A Vancouver charity has introduced some very clever benches into the city as part of a campaign to help the city’s homeless.
Along with Spring Advertising, RainCity Housing installed the modified public benches with the aim of providing shelter for the homeless as well as raising awareness.
The campaign has been seen as a counterpoint to recent controverisial anti-homeless measures that have been springing up around in London in recent weeks.
While, at first glance, the above bench seems ordinary, a place where people can sit and wait for the bus, at night , the backboard of this bench can be raised - providing shelter for anyone who needs to sleep on it.
Another of the benches in the Canadian city bears the words “This is a bench” during the day but at night, those words disappear and are replaced with the glow-in-the-dark phrase “This is a bedroom” - highlighting that for some this is the only bed they have.
Both benches also have the charity's contact information and address if anyone wants to seek their help.
This progressive initiative - while obviously not solving the homelessness problem - is a stark contrast to some of the measures that have been used in London.
At the beginning of June, controversy arose after a number of anti-homeless spikes were installed outside a luxury apartment building and a branch of Tesco (among other locations).
Charities and local residents were outraged and even the Mayor of London Boris Johnson denounced the one-inch studs as “ugly and self defeating”.
A petition to remove them has received over 120,000 signatures. After protesters threw cement on their spikes, Tesco bowed to public pressure and removed them but the others remain in place.
Spikes outside Southwark housing development to deter rough sleeping are ugly, self defeating & stupid. Developer should remove them ASAP.— Mayor of London, Sadiq Khan (@MayorofLondon) June 9, 2014
However, as the Guardian reports, the spikes are only part of a growing trend of “hostile architecture” designed to influence - and curb - people’s behaviour in public spaces. Increasingly, designs are being chosen for how well they deter so-called anti-social behaviours such as sitting, sleeping and skate-boarding.

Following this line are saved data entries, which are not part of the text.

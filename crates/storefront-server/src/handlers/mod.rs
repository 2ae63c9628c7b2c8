//! HTTP request handlers

pub mod health;
pub mod heavy;
pub mod user;

pub use health::*;
pub use heavy::*;
pub use user::*;
//! Core server implementation

use crate::{
    config::ServerConfig,
    error::{ServerError, ServerResult},
    handlers,
    profiling::ProfilingHook,
};

use axum::{routing::get, Router};
use std::sync::Arc;
use storefront_core::ResultCache;
use tokio::net::TcpListener;
use tower_http::trace::TraceLayer;
use tracing::info;

/// Shared state handed to every handler
#[derive(Clone)]
pub struct ServerState {
    pub config: Arc<ServerConfig>,
    pub cache: Arc<ResultCache>,
    pub profiling: Arc<ProfilingHook>,
}

impl ServerState {
    /// State with a fresh cache and the build's default profiler
    pub fn new(config: ServerConfig) -> Self {
        let profiling = ProfilingHook::from_config(&config.profiling);
        Self::with_profiling(config, profiling)
    }

    pub fn with_profiling(config: ServerConfig, profiling: ProfilingHook) -> Self {
        Self {
            config: Arc::new(config),
            cache: Arc::new(ResultCache::new()),
            profiling: Arc::new(profiling),
        }
    }
}

/// Build the router with all routes and middleware
pub fn create_router(state: ServerState) -> Router {
    let api_routes = Router::new()
        .route("/public-heavy", get(handlers::heavy::public_heavy))
        .route("/private-user", get(handlers::user::private_user));

    Router::new()
        .route("/health", get(handlers::health::health_check))
        .route("/health/ready", get(handlers::health::readiness_check))
        .route("/health/live", get(handlers::health::liveness_check))
        .nest("/api", api_routes)
        .layer(TraceLayer::new_for_http())
        .with_state(state)
}

/// Storefront HTTP server
pub struct StorefrontServer {
    state: ServerState,
}

impl StorefrontServer {
    /// Create a new server instance
    pub fn new(config: ServerConfig) -> Self {
        Self {
            state: ServerState::new(config),
        }
    }

    pub fn from_state(state: ServerState) -> Self {
        Self { state }
    }

    /// Serve until the shutdown future resolves, then stop the profiler
    pub async fn start<F>(self, shutdown: F) -> ServerResult<()>
    where
        F: std::future::Future<Output = ()> + Send + 'static,
    {
        let addr = self.state.config.bind;
        let app = create_router(self.state.clone());

        let listener = TcpListener::bind(addr).await?;
        info!("Server listening on {}", listener.local_addr()?);

        axum::serve(listener, app)
            .with_graceful_shutdown(shutdown)
            .await
            .map_err(|e| ServerError::Internal(format!("Server error: {}", e)))?;

        self.state.profiling.shutdown();
        info!("Server stopped");
        Ok(())
    }

    /// Get server configuration
    pub fn config(&self) -> &ServerConfig {
        &self.state.config
    }

    /// Get server state
    pub fn state(&self) -> &ServerState {
        &self.state
    }
}

/// Run server until Ctrl-C
pub async fn run_server(server: StorefrontServer) -> ServerResult<()> {
    server.start(shutdown_signal()).await
}

async fn shutdown_signal() {
    match tokio::signal::ctrl_c().await {
        Ok(()) => info!("Shutdown signal received"),
        Err(e) => {
            tracing::error!(error = %e, "Failed to listen for shutdown signal");
            std::future::pending::<()>().await;
        }
    }
}
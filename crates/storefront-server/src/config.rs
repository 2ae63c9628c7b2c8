//! Server configuration

use serde::{Deserialize, Serialize};
use std::{net::SocketAddr, path::Path, time::Duration};
use storefront_core::{cache::DEFAULT_TTL, WorkloadLimits};

use crate::profiling::ProfilingSettings;

/// Application name reported to the profiler when none is configured
pub const DEFAULT_APPLICATION_NAME: &str = "ecommerce-vercel-api";

/// Main server configuration
#[derive(Debug, Clone, Serialize, Deserialize)]
#[serde(default)]
pub struct ServerConfig {
    /// Server binding address
    pub bind: SocketAddr,

    /// Workload parameter defaults and ceilings
    pub workload: WorkloadConfig,

    /// Result cache and HTTP caching headers
    pub cache: CacheConfig,

    /// Continuous profiling agent
    pub profiling: ProfilingConfig,
}

/// Workload parameter configuration
#[derive(Debug, Clone, Serialize, Deserialize)]
#[serde(default)]
pub struct WorkloadConfig {
    pub default_size: usize,
    pub default_rounds: usize,
    pub max_size: usize,
    pub max_rounds: usize,
}

/// Cache configuration
#[derive(Debug, Clone, Serialize, Deserialize)]
#[serde(default)]
pub struct CacheConfig {
    /// Lifetime of an in-process cached result
    pub ttl_secs: u64,

    /// `s-maxage` advertised to shared caches
    pub shared_max_age_secs: u64,

    /// `stale-while-revalidate` window advertised to shared caches
    pub stale_while_revalidate_secs: u64,
}

/// Profiling agent configuration, normally supplied through `PYROSCOPE_*`
#[derive(Debug, Clone, Serialize, Deserialize)]
#[serde(default)]
pub struct ProfilingConfig {
    pub server_address: Option<String>,
    pub basic_auth_user: Option<String>,
    pub basic_auth_password: Option<String>,
    pub application_name: String,
    pub service_tag: String,
    pub sample_rate: u32,
}

impl Default for ServerConfig {
    fn default() -> Self {
        Self {
            bind: SocketAddr::from(([127, 0, 0, 1], 8080)),
            workload: WorkloadConfig::default(),
            cache: CacheConfig::default(),
            profiling: ProfilingConfig::default(),
        }
    }
}

impl Default for WorkloadConfig {
    fn default() -> Self {
        let limits = WorkloadLimits::default();
        Self {
            default_size: limits.default_size,
            default_rounds: limits.default_rounds,
            max_size: limits.max_size,
            max_rounds: limits.max_rounds,
        }
    }
}

impl WorkloadConfig {
    pub fn limits(&self) -> WorkloadLimits {
        WorkloadLimits {
            default_size: self.default_size,
            default_rounds: self.default_rounds,
            max_size: self.max_size,
            max_rounds: self.max_rounds,
        }
    }
}

impl Default for CacheConfig {
    fn default() -> Self {
        Self {
            ttl_secs: DEFAULT_TTL.as_secs(),
            shared_max_age_secs: 60,
            stale_while_revalidate_secs: 120,
        }
    }
}

impl CacheConfig {
    pub fn ttl(&self) -> Duration {
        Duration::from_secs(self.ttl_secs)
    }

    /// `Cache-Control` value for responses that shared caches may keep
    pub fn shared_cache_control(&self) -> String {
        format!(
            "public, s-maxage={}, stale-while-revalidate={}",
            self.shared_max_age_secs, self.stale_while_revalidate_secs
        )
    }
}

impl Default for ProfilingConfig {
    fn default() -> Self {
        Self {
            server_address: None,
            basic_auth_user: None,
            basic_auth_password: None,
            application_name: DEFAULT_APPLICATION_NAME.to_string(),
            service_tag: "public-heavy-api".to_string(),
            sample_rate: 100,
        }
    }
}

impl ProfilingConfig {
    /// Overlay `PYROSCOPE_*` variables from the process environment
    pub fn apply_env(&mut self) {
        self.apply_env_with(|key| std::env::var(key).ok());
    }

    /// Overlay `PYROSCOPE_*` variables from an arbitrary lookup
    pub fn apply_env_with<F>(&mut self, lookup: F)
    where
        F: Fn(&str) -> Option<String>,
    {
        let get = |key: &str| lookup(key).filter(|value| !value.trim().is_empty());

        if let Some(address) = get("PYROSCOPE_SERVER_ADDRESS") {
            self.server_address = Some(address);
        }
        if let Some(user) = get("PYROSCOPE_BASIC_AUTH_USER") {
            self.basic_auth_user = Some(user);
        }
        if let Some(password) = get("PYROSCOPE_BASIC_AUTH_PASSWORD") {
            self.basic_auth_password = Some(password);
        }
        if let Some(name) = get("PYROSCOPE_APPLICATION_NAME") {
            self.application_name = name;
        }
    }

    /// Agent settings, present only when the address and both credentials are set
    pub fn settings(&self) -> Option<ProfilingSettings> {
        let present = |value: &Option<String>| {
            value
                .as_deref()
                .map(str::trim)
                .filter(|v| !v.is_empty())
                .map(str::to_string)
        };

        Some(ProfilingSettings {
            server_address: present(&self.server_address)?,
            basic_auth_user: present(&self.basic_auth_user)?,
            basic_auth_password: present(&self.basic_auth_password)?,
            application_name: self.application_name.clone(),
            service_tag: self.service_tag.clone(),
            sample_rate: self.sample_rate,
        })
    }
}

impl ServerConfig {
    /// Load configuration from file
    pub fn from_file(path: &Path) -> Result<Self, config::ConfigError> {
        let settings = config::Config::builder()
            .add_source(config::File::from(path))
            .add_source(
                config::Environment::with_prefix("STOREFRONT")
                    .separator("__")
                    .try_parsing(true),
            )
            .build()?;

        settings.try_deserialize()
    }

    /// Save configuration to file
    pub fn to_file(&self, path: &Path) -> Result<(), Box<dyn std::error::Error>> {
        let toml_string = toml::to_string_pretty(self)?;
        std::fs::write(path, toml_string)?;
        Ok(())
    }
}
//! Workload request parameters and their validation

use serde::{Deserialize, Serialize};
use std::fmt;

use crate::{CoreError, Result};

/// Default element count when `size` is not supplied
pub const DEFAULT_SIZE: usize = 30_000;

/// Default pass count when `rounds` is not supplied
pub const DEFAULT_ROUNDS: usize = 80;

/// Which computation path to run
#[derive(Debug, Clone, Copy, PartialEq, Eq, Hash, Serialize, Deserialize)]
#[serde(rename_all = "lowercase")]
pub enum Mode {
    /// Deliberately unoptimized baseline, never cached
    Before,
    /// Reduced computation whose results are cached
    After,
}

impl Mode {
    /// Only the literal `before` selects the baseline; anything else is `after`.
    pub fn from_query(value: Option<&str>) -> Self {
        match value {
            Some("before") => Mode::Before,
            _ => Mode::After,
        }
    }

    pub fn as_str(&self) -> &'static str {
        match self {
            Mode::Before => "before",
            Mode::After => "after",
        }
    }

    pub fn is_cacheable(&self) -> bool {
        matches!(self, Mode::After)
    }
}

impl fmt::Display for Mode {
    fn fmt(&self, f: &mut fmt::Formatter<'_>) -> fmt::Result {
        f.write_str(self.as_str())
    }
}

/// Defaults and upper bounds applied while parsing a request
#[derive(Debug, Clone, Copy, PartialEq, Eq, Serialize, Deserialize)]
pub struct WorkloadLimits {
    pub default_size: usize,
    pub default_rounds: usize,
    pub max_size: usize,
    pub max_rounds: usize,
}

impl Default for WorkloadLimits {
    fn default() -> Self {
        Self {
            default_size: DEFAULT_SIZE,
            default_rounds: DEFAULT_ROUNDS,
            max_size: 1_000_000,
            max_rounds: 1_000,
        }
    }
}

/// A validated `(mode, size, rounds)` tuple
#[derive(Debug, Clone, Copy, PartialEq, Eq, Hash, Serialize, Deserialize)]
pub struct WorkloadParams {
    pub mode: Mode,
    pub size: usize,
    pub rounds: usize,
}

impl WorkloadParams {
    pub fn new(mode: Mode, size: usize, rounds: usize) -> Self {
        Self { mode, size, rounds }
    }

    /// Parse raw query values.
    ///
    /// Missing or blank `size`/`rounds` fall back to the configured defaults.
    /// Anything that is not a positive integer within the limits is rejected.
    pub fn from_query(
        mode: Option<&str>,
        size: Option<&str>,
        rounds: Option<&str>,
        limits: &WorkloadLimits,
    ) -> Result<Self> {
        let mode = Mode::from_query(mode);
        let size = parse_positive(
            "size",
            "INVALID_SIZE",
            size,
            limits.default_size,
            limits.max_size,
        )?;
        let rounds = parse_positive(
            "rounds",
            "INVALID_ROUNDS",
            rounds,
            limits.default_rounds,
            limits.max_rounds,
        )?;

        Ok(Self { mode, size, rounds })
    }

    /// Order-sensitive key, unique per tuple: `mode:size:rounds`
    pub fn cache_key(&self) -> String {
        format!("{}:{}:{}", self.mode, self.size, self.rounds)
    }
}

impl Default for WorkloadParams {
    fn default() -> Self {
        Self::new(Mode::After, DEFAULT_SIZE, DEFAULT_ROUNDS)
    }
}

fn parse_positive(
    name: &str,
    code: &'static str,
    raw: Option<&str>,
    default: usize,
    max: usize,
) -> Result<usize> {
    let raw = match raw.map(str::trim) {
        None | Some("") => return Ok(default),
        Some(raw) => raw,
    };

    let valid_range = format!("1..={}", max);
    let value = raw.parse::<usize>().map_err(|_| {
        CoreError::invalid_parameter(
            code,
            format!("'{}' must be a positive integer, got '{}'", name, raw),
            format!("Pass {} as a whole number such as {}", name, default),
            name,
            raw,
            valid_range.clone(),
        )
    })?;

    if value == 0 || value > max {
        return Err(CoreError::invalid_parameter(
            code,
            format!("'{}' is out of range: {}", name, value),
            format!("Keep {} between 1 and {}", name, max),
            name,
            raw,
            valid_range,
        ));
    }

    Ok(value)
}
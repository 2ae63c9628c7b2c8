//! Continuous profiling hook
//!
//! The agent is started lazily by the first request that needs it and at most
//! once per hook. Concurrent callers all await the same attempt. A failed or
//! skipped start is logged and recorded, never returned to the caller.

use async_trait::async_trait;
use futures::future::{BoxFuture, FutureExt, Shared};
use parking_lot::Mutex;
use serde::Serialize;
use std::sync::{Arc, OnceLock};
use thiserror::Error;
use tracing::{debug, error, info, warn};

use crate::config::ProfilingConfig;

/// Resolved agent settings. Only built when address and credentials exist.
#[derive(Debug, Clone, PartialEq, Eq)]
pub struct ProfilingSettings {
    pub server_address: String,
    pub basic_auth_user: String,
    pub basic_auth_password: String,
    pub application_name: String,
    pub service_tag: String,
    pub sample_rate: u32,
}

/// Profiling agent errors
#[derive(Error, Debug)]
pub enum ProfilingError {
    #[error("failed to build profiling agent: {0}")]
    Build(String),

    #[error("failed to start profiling agent: {0}")]
    Start(String),

    #[error("failed to stop profiling agent: {0}")]
    Stop(String),

    #[error("profiling agent task failed: {0}")]
    Join(String),
}

/// Outcome of the one-time start attempt
#[derive(Debug, Clone, Copy, PartialEq, Eq, Serialize)]
#[serde(rename_all = "lowercase")]
pub enum ProfilingStatus {
    /// Settings were incomplete; no agent was started
    Disabled,
    Running,
    Failed,
}

/// Something that can start a profiling agent
#[async_trait]
pub trait ProfilerAgent: Send + Sync {
    async fn start(
        &self,
        settings: &ProfilingSettings,
    ) -> Result<Box<dyn RunningProfiler>, ProfilingError>;
}

/// Handle to a started agent
pub trait RunningProfiler: Send {
    fn stop(self: Box<Self>) -> Result<(), ProfilingError>;
}

type RunningSlot = Arc<Mutex<Option<Box<dyn RunningProfiler>>>>;

/// One-time profiling initialization shared by all request handlers
pub struct ProfilingHook {
    settings: Option<ProfilingSettings>,
    agent: Arc<dyn ProfilerAgent>,
    /// The single start attempt, spawned on first use and awaited by every caller
    attempt: OnceLock<Shared<BoxFuture<'static, ProfilingStatus>>>,
    status: Arc<OnceLock<ProfilingStatus>>,
    running: RunningSlot,
}

impl ProfilingHook {
    pub fn new(config: &ProfilingConfig, agent: Arc<dyn ProfilerAgent>) -> Self {
        Self {
            settings: config.settings(),
            agent,
            attempt: OnceLock::new(),
            status: Arc::new(OnceLock::new()),
            running: Arc::new(Mutex::new(None)),
        }
    }

    /// Hook using the agent compiled into this build
    pub fn from_config(config: &ProfilingConfig) -> Self {
        Self::new(config, default_agent())
    }

    /// Hook that never starts anything
    pub fn disabled() -> Self {
        Self::new(&ProfilingConfig::default(), Arc::new(NoopProfiler))
    }

    /// Start the agent if this is the first call; otherwise return the recorded outcome.
    ///
    /// The attempt runs on its own task, so a caller dropped mid-start neither
    /// cancels it nor lets a later caller start a second agent.
    pub async fn ensure_started(&self) -> ProfilingStatus {
        self.attempt.get_or_init(|| self.launch()).clone().await
    }

    /// Recorded outcome, `None` until the first attempt completes
    pub fn status(&self) -> Option<ProfilingStatus> {
        self.status.get().copied()
    }

    pub fn is_configured(&self) -> bool {
        self.settings.is_some()
    }

    /// Stop a running agent. Safe to call more than once.
    pub fn shutdown(&self) {
        if let Some(running) = self.running.lock().take() {
            match running.stop() {
                Ok(()) => info!("Profiling agent stopped"),
                Err(e) => warn!(error = %e, "Failed to stop profiling agent"),
            }
        }
    }

    fn launch(&self) -> Shared<BoxFuture<'static, ProfilingStatus>> {
        let settings = self.settings.clone();
        let agent = Arc::clone(&self.agent);
        let running = Arc::clone(&self.running);
        let status = Arc::clone(&self.status);

        let task = tokio::spawn({
            let status = Arc::clone(&status);
            async move {
                let outcome = initialize(settings, agent, running).await;
                let _ = status.set(outcome);
                outcome
            }
        });

        async move {
            match task.await {
                Ok(outcome) => outcome,
                Err(e) => {
                    error!(error = %e, "Profiling agent start task failed");
                    let _ = status.set(ProfilingStatus::Failed);
                    ProfilingStatus::Failed
                }
            }
        }
        .boxed()
        .shared()
    }
}

async fn initialize(
    settings: Option<ProfilingSettings>,
    agent: Arc<dyn ProfilerAgent>,
    running: RunningSlot,
) -> ProfilingStatus {
    let Some(settings) = settings else {
        debug!("Profiling not configured, skipping agent start");
        return ProfilingStatus::Disabled;
    };

    match agent.start(&settings).await {
        Ok(handle) => {
            *running.lock() = Some(handle);
            info!(
                application = %settings.application_name,
                server = %settings.server_address,
                "Profiling agent started"
            );
            ProfilingStatus::Running
        }
        Err(e) => {
            error!(error = %e, "Profiling agent failed to start");
            ProfilingStatus::Failed
        }
    }
}

/// Agent used when no profiler backend is compiled in
pub struct NoopProfiler;

#[async_trait]
impl ProfilerAgent for NoopProfiler {
    async fn start(
        &self,
        _settings: &ProfilingSettings,
    ) -> Result<Box<dyn RunningProfiler>, ProfilingError> {
        Err(ProfilingError::Start(
            "this build has no profiler backend (enable the `pyroscope` feature)".to_string(),
        ))
    }
}

#[cfg(feature = "pyroscope")]
pub fn default_agent() -> Arc<dyn ProfilerAgent> {
    Arc::new(pyroscope_agent::PyroscopeProfiler)
}

#[cfg(not(feature = "pyroscope"))]
pub fn default_agent() -> Arc<dyn ProfilerAgent> {
    Arc::new(NoopProfiler)
}

#[cfg(feature = "pyroscope")]
mod pyroscope_agent {
    use super::*;
    use pyroscope::pyroscope::{PyroscopeAgent, PyroscopeAgentRunning};
    use pyroscope_pprofrs::{pprof_backend, PprofConfig};

    /// Pyroscope agent sampling with pprof-rs
    pub struct PyroscopeProfiler;

    struct RunningPyroscope(PyroscopeAgent<PyroscopeAgentRunning>);

    impl RunningProfiler for RunningPyroscope {
        fn stop(self: Box<Self>) -> Result<(), ProfilingError> {
            let ready = self
                .0
                .stop()
                .map_err(|e| ProfilingError::Stop(e.to_string()))?;
            ready.shutdown();
            Ok(())
        }
    }

    #[async_trait]
    impl ProfilerAgent for PyroscopeProfiler {
        async fn start(
            &self,
            settings: &ProfilingSettings,
        ) -> Result<Box<dyn RunningProfiler>, ProfilingError> {
            let settings = settings.clone();

            // building the agent spawns threads and touches signal handlers
            tokio::task::spawn_blocking(move || {
                let backend = pprof_backend(PprofConfig::new().sample_rate(settings.sample_rate));

                let agent = PyroscopeAgent::builder(
                    settings.server_address.as_str(),
                    settings.application_name.as_str(),
                )
                .basic_auth(
                    settings.basic_auth_user.as_str(),
                    settings.basic_auth_password.as_str(),
                )
                .backend(backend)
                .tags(vec![("service", settings.service_tag.as_str())])
                .build()
                .map_err(|e| ProfilingError::Build(e.to_string()))?;

                let running = agent
                    .start()
                    .map_err(|e| ProfilingError::Start(e.to_string()))?;

                Ok(Box::new(RunningPyroscope(running)) as Box<dyn RunningProfiler>)
            })
            .await
            .map_err(|e| ProfilingError::Join(e.to_string()))?
        }
    }
}

#[cfg(test)]
mod tests {
    use super::*;
    use std::sync::atomic::{AtomicUsize, Ordering};
    use std::time::Duration;

    /// Counts start attempts and optionally fails them
    #[derive(Default)]
    struct CountingAgent {
        starts: AtomicUsize,
        stops: Arc<AtomicUsize>,
        fail: bool,
    }

    struct CountingHandle(Arc<AtomicUsize>);

    impl RunningProfiler for CountingHandle {
        fn stop(self: Box<Self>) -> Result<(), ProfilingError> {
            self.0.fetch_add(1, Ordering::SeqCst);
            Ok(())
        }
    }

    #[async_trait]
    impl ProfilerAgent for CountingAgent {
        async fn start(
            &self,
            _settings: &ProfilingSettings,
        ) -> Result<Box<dyn RunningProfiler>, ProfilingError> {
            self.starts.fetch_add(1, Ordering::SeqCst);
            tokio::time::sleep(Duration::from_millis(20)).await;
            if self.fail {
                Err(ProfilingError::Start("connection refused".to_string()))
            } else {
                Ok(Box::new(CountingHandle(Arc::clone(&self.stops))))
            }
        }
    }

    fn configured() -> ProfilingConfig {
        ProfilingConfig {
            server_address: Some("https://profiles.example.com".to_string()),
            basic_auth_user: Some("user".to_string()),
            basic_auth_password: Some("secret".to_string()),
            ..ProfilingConfig::default()
        }
    }

    #[tokio::test]
    async fn test_disabled_without_credentials() {
        let agent = Arc::new(CountingAgent::default());
        let hook = ProfilingHook::new(&ProfilingConfig::default(), agent.clone());

        assert_eq!(hook.status(), None);
        assert_eq!(hook.ensure_started().await, ProfilingStatus::Disabled);
        assert_eq!(hook.status(), Some(ProfilingStatus::Disabled));
        assert_eq!(agent.starts.load(Ordering::SeqCst), 0);
    }

    #[tokio::test]
    async fn test_starts_once() {
        let agent = Arc::new(CountingAgent::default());
        let hook = ProfilingHook::new(&configured(), agent.clone());

        assert_eq!(hook.ensure_started().await, ProfilingStatus::Running);
        assert_eq!(hook.ensure_started().await, ProfilingStatus::Running);
        assert_eq!(agent.starts.load(Ordering::SeqCst), 1);
    }

    #[tokio::test(flavor = "multi_thread", worker_threads = 4)]
    async fn test_concurrent_callers_share_one_attempt() {
        let agent = Arc::new(CountingAgent::default());
        let hook = Arc::new(ProfilingHook::new(&configured(), agent.clone()));

        let mut tasks = Vec::new();
        for _ in 0..16 {
            let hook = Arc::clone(&hook);
            tasks.push(tokio::spawn(async move { hook.ensure_started().await }));
        }
        for task in tasks {
            assert_eq!(task.await.unwrap(), ProfilingStatus::Running);
        }

        assert_eq!(agent.starts.load(Ordering::SeqCst), 1);
    }

    #[tokio::test]
    async fn test_failure_is_recorded_not_retried() {
        let agent = Arc::new(CountingAgent {
            fail: true,
            ..CountingAgent::default()
        });
        let hook = ProfilingHook::new(&configured(), agent.clone());

        assert_eq!(hook.ensure_started().await, ProfilingStatus::Failed);
        assert_eq!(hook.ensure_started().await, ProfilingStatus::Failed);
        assert_eq!(agent.starts.load(Ordering::SeqCst), 1);
    }

    #[tokio::test]
    async fn test_shutdown_stops_running_agent_once() {
        let agent = Arc::new(CountingAgent::default());
        let hook = ProfilingHook::new(&configured(), agent.clone());
        hook.ensure_started().await;

        hook.shutdown();
        hook.shutdown();
        assert_eq!(agent.stops.load(Ordering::SeqCst), 1);
    }

    #[tokio::test(start_paused = true)]
    async fn test_dropped_first_caller_does_not_restart_agent() {
        let agent = Arc::new(CountingAgent::default());
        let hook = ProfilingHook::new(&configured(), agent.clone());

        // the agent takes 20ms to start; give up on the first caller after 5ms
        let first = tokio::time::timeout(Duration::from_millis(5), hook.ensure_started()).await;
        assert!(first.is_err());
        assert_eq!(hook.status(), None);

        assert_eq!(hook.ensure_started().await, ProfilingStatus::Running);
        assert_eq!(agent.starts.load(Ordering::SeqCst), 1);
    }

    #[tokio::test(start_paused = true)]
    async fn test_abandoned_start_still_completes() {
        let agent = Arc::new(CountingAgent::default());
        let hook = ProfilingHook::new(&configured(), agent.clone());

        let _ = tokio::time::timeout(Duration::from_millis(5), hook.ensure_started()).await;
        tokio::time::sleep(Duration::from_millis(50)).await;

        assert_eq!(hook.status(), Some(ProfilingStatus::Running));
        hook.shutdown();
        assert_eq!(agent.stops.load(Ordering::SeqCst), 1);
        assert_eq!(agent.starts.load(Ordering::SeqCst), 1);
    }

    #[tokio::test]
    async fn test_noop_agent_fails_softly() {
        let hook = ProfilingHook::new(&configured(), Arc::new(NoopProfiler));
        assert_eq!(hook.ensure_started().await, ProfilingStatus::Failed);
    }

    #[tokio::test]
    async fn test_disabled_hook() {
        let hook = ProfilingHook::disabled();
        assert!(!hook.is_configured());
        assert_eq!(hook.ensure_started().await, ProfilingStatus::Disabled);
    }
}
//! Compute-and-cache demonstration endpoint
//!
//! `mode=before` always runs the unoptimized workload and forbids caching.
//! `mode=after` runs the reduced workload, memoizes the result in-process and
//! lets shared caches keep the response.

use crate::{
    error::{ServerError, ServerResult},
    server::ServerState,
};
use axum::{
    extract::{Query, State},
    http::header,
    response::{IntoResponse, Response},
    Json,
};
use serde::{Deserialize, Serialize};
use std::time::Instant;
use storefront_core::{simulate, Mode, WorkloadParams};
use tracing::{debug, info};

/// `Cache-Control` for baseline measurements
pub const NO_STORE: &str = "no-store, max-age=0";

/// Raw query parameters, validated by `WorkloadParams::from_query`
#[derive(Debug, Default, Deserialize)]
pub struct HeavyQuery {
    pub mode: Option<String>,
    pub size: Option<String>,
    pub rounds: Option<String>,
}

/// Response envelope
#[derive(Debug, Clone, PartialEq, Serialize, Deserialize)]
#[serde(rename_all = "camelCase")]
pub struct HeavyResponse {
    pub mode: Mode,
    pub cached: bool,
    pub result: u64,
    /// Omitted on cache hits
    #[serde(default, skip_serializing_if = "Option::is_none")]
    pub duration_ms: Option<u64>,
}

/// GET /api/public-heavy
pub async fn public_heavy(
    State(state): State<ServerState>,
    Query(query): Query<HeavyQuery>,
) -> ServerResult<Response> {
    state.profiling.ensure_started().await;

    let params = WorkloadParams::from_query(
        query.mode.as_deref(),
        query.size.as_deref(),
        query.rounds.as_deref(),
        &state.config.workload.limits(),
    )?;
    let key = params.cache_key();

    if params.mode.is_cacheable() {
        if let Some(result) = state.cache.get(&key) {
            debug!(key = %key, "Cache hit");
            let body = HeavyResponse {
                mode: params.mode,
                cached: true,
                result,
                duration_ms: None,
            };
            return Ok(respond(state.config.cache.shared_cache_control(), body));
        }
        debug!(key = %key, "Cache miss");
    }

    let start = Instant::now();
    let result = tokio::task::spawn_blocking(move || simulate(&params))
        .await
        .map_err(|e| ServerError::Internal(format!("Workload task failed: {}", e)))??;
    let duration_ms = start.elapsed().as_millis() as u64;

    info!(
        mode = %params.mode,
        size = params.size,
        rounds = params.rounds,
        result,
        duration_ms,
        "Workload computed"
    );

    let cache_control = match params.mode {
        Mode::After => {
            state.cache.set(key, result, state.config.cache.ttl());
            state.config.cache.shared_cache_control()
        }
        Mode::Before => NO_STORE.to_string(),
    };

    let body = HeavyResponse {
        mode: params.mode,
        cached: false,
        result,
        duration_ms: Some(duration_ms),
    };
    Ok(respond(cache_control, body))
}

fn respond(cache_control: String, body: HeavyResponse) -> Response {
    ([(header::CACHE_CONTROL, cache_control)], Json(body)).into_response()
}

Rowland Atkinson, co-director of the Centre for Urban Research at the University of York, told the Guardian that these measures could be seen as hostility and indifference to the less fortunate.
“If you were being a bit cynical but also realistic, it is a kind of assault on the poor, a way of trying to displace their distress,” he said.
As the Vancouver project shows, however, thereother, more constructive ways to deal with this issue.
In an email exchange with The Huffington Post, Spring Advertising’s Creative Director Rob Schlyecher explained why projects like theirs are so important:
“Simply put, our society cannot expect homeless people to just go away. They need a safe place to sleep and a base from which to stabilize their lives.”